They Shoot Horses, Don’t They

Friday 20th January

As well as being a pop-song, (which was quite unlike a pop song – and a one hit wonder for some band I forget the name of – they were that memorable), this was also a film.  A wonderful film too, from that Golden Age of Cinema 1969.  It was made by Sydney Pollack and starred Jane Fonda and Michael Sarrazin.  It was a story of a killing, but more a mercy killing than one in any sort of anger. The two characters were drifters in 1930’s America who happened to enter a Marathon dance competition.  This was a particular sort of evil, thrown up by the desperation of the depression.  People would go to dance halls to watch couples dance and dance until there was only one couple standing.  A sort of exhaustive Britains got Talent of yesteryear.  Every so often a new twist would be added, such as having the exhausted couples race around the dance hall and the last couple getting eliminated.  These desperate kids and actually some older couples too, were so hard-up they would spend weeks getting nothing but their food and drink just to try to win a few bucks.

Our hero and heroine were not together at first but found themselves each without a partner and out of desperation became a new couple and were allowed to continue.

And Jane Fonda was magnificent in this, her self-loathing and misery on display for all to see. Michael as the bewildered and disillusioned kid is brilliant too.

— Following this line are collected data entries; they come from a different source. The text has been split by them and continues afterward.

use std::sync::Arc;

use async_trait::async_trait;
use lesson_core::model::Email;
use lesson_core::time::fixed_now;
use services::extraction::{MIME_PPTX, extract_text};
use services::password::MIN_HASH_COST;
use services::{
    AuthConfig, AuthService, Clock, GenerationError, LessonError, LessonService, TextGenerator,
};
use storage::repository::Storage;

/// Replies in the formats the prompts ask for, with a few defects mixed in.
struct ScriptedGenerator;

#[async_trait]
impl TextGenerator for ScriptedGenerator {
    async fn generate(&self, prompt: &str) -> Result<String, GenerationError> {
        let reply = if prompt.starts_with("Create 5 bullet point summary") {
            "• Cells are the unit of life\n- Organelles have jobs\n\n* Membranes control traffic"
        } else if prompt.starts_with("Create 15 multiple choice") {
            "Q: What powers the cell?\nA) Mitochondria\nB) Ribosome\nC) Nucleus\nD) Golgi\nCorrect: A\n\
             Q: Broken question\nA) only one option\nCorrect: A\n\
             Q: Where is DNA stored?\nA) Membrane\nB) Nucleus\nC) Vacuole\nD) Wall\nCorrect: B\n"
        } else if prompt.starts_with("Create 10 flashcards") {
            "Term: Cell\nDefinition: Smallest unit of life\nTerm: Nucleus\nDefinition: Holds DNA"
        } else {
            "   "
        };
        Ok(reply.to_string())
    }
}

async fn setup(db: &str) -> (AuthService, LessonService) {
    let storage = Storage::sqlite(db).await.expect("connect sqlite");
    let clock = Clock::fixed(fixed_now());
    let auth = AuthService::new(
        clock,
        AuthConfig::default().with_hash_cost(MIN_HASH_COST),
        Arc::clone(&storage.users),
        Arc::clone(&storage.reset_tokens),
    );
    let lessons = LessonService::new(clock, Arc::clone(&storage.contents), Arc::new(ScriptedGenerator));
    (auth, lessons)
}

#[tokio::test]
async fn register_upload_and_study() {
    let (auth, lessons) = setup("sqlite:file:memdb_lesson_flow?mode=memory&cache=shared").await;

    auth.register("student@example.com", "hunter2").await.expect("register");
    let token = auth.login("student@example.com", "hunter2").await.expect("login");
    let user = auth.authenticate(&token.access_token).await.expect("authenticate");
    assert_eq!(user.email.as_str(), "student@example.com");

    let preview = lessons
        .upload(&user.email, "text/plain", b"Cells are the basic unit of life.")
        .await
        .expect("upload");
    assert_eq!(preview.preview, "Cells are the basic unit of life.");

    let summary = lessons.summarize(&user.email).await.expect("summary");
    assert!(!summary.is_synthetic());
    assert_eq!(summary.points()[0], "Cells are the unit of life");
    assert_eq!(summary.points().len(), 3);

    let quiz = lessons.generate_quiz(&user.email).await.expect("quiz");
    assert_eq!(quiz.len(), 15);
    assert_eq!(quiz.synthetic_count(), 13);
    assert_eq!(quiz.questions()[0].correct_answer(), "Mitochondria");
    assert_eq!(quiz.questions()[1].question(), "Where is DNA stored?");
    assert_eq!(quiz.questions()[1].correct_answer(), "Nucleus");
    assert_eq!(quiz.questions()[2].question(), "Generated Question 3");

    let cards = lessons.generate_flashcards(&user.email).await.expect("flashcards");
    assert_eq!(cards.cards().len(), 10);
    assert_eq!(cards.cards()[1].front(), "Nucleus");
    assert_eq!(cards.synthetic_count(), 8);

    let answer = lessons.ask(&user.email, "What is a cell?").await.expect("ask");
    assert_eq!(answer, "Mock answer: This is a simulated response for 'What is a cell?'.");
}

#[tokio::test]
async fn exported_deck_contains_parsed_quiz() {
    let (_, lessons) = setup("sqlite:file:memdb_lesson_export?mode=memory&cache=shared").await;
    let who = Email::parse("tutor@example.com").expect("email");

    lessons
        .upload(&who, "text/markdown", b"# Cells")
        .await
        .expect("upload");

    let deck = lessons.export_pptx(&who).await.expect("pptx");
    let text = extract_text(MIME_PPTX, &deck).expect("read back deck");
    assert!(text.starts_with("AI Lesson Converter\nGenerated Lesson Summary & Quiz\n"));
    assert!(text.contains("1. Cells are the unit of life\n"));
    assert!(text.contains("Q1: What powers the cell?\n  A) Mitochondria\n"));
    assert!(text.contains("Q15: Generated Question 15\n"));

    let pdf = lessons.export_pdf(&who).await.expect("pdf");
    assert!(pdf.starts_with(b"%PDF"));
}

#[tokio::test]
async fn export_without_upload_fails() {
    let (_, lessons) = setup("sqlite:file:memdb_lesson_empty?mode=memory&cache=shared").await;
    let who = Email::parse("nobody@example.com").expect("email");
    assert!(matches!(lessons.export_pdf(&who).await, Err(LessonError::NoContent)));
}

I cannot quite remember how it ends, except that he shoots her – I think she asks him to too.  They lose the prize and both realise they have absolutely no future.  When he is apprehended and asked why he did it he replies “They shoot horses, don’t they?”

It made a big impression on me when I saw it in the late seventies on BBC2.  It is the kind of film they should show again and again so that the kids of today can learn from it, but like so many classics of only 40 years ago, they aren’t shown at all nowadays.  Thank heavens for DVDs.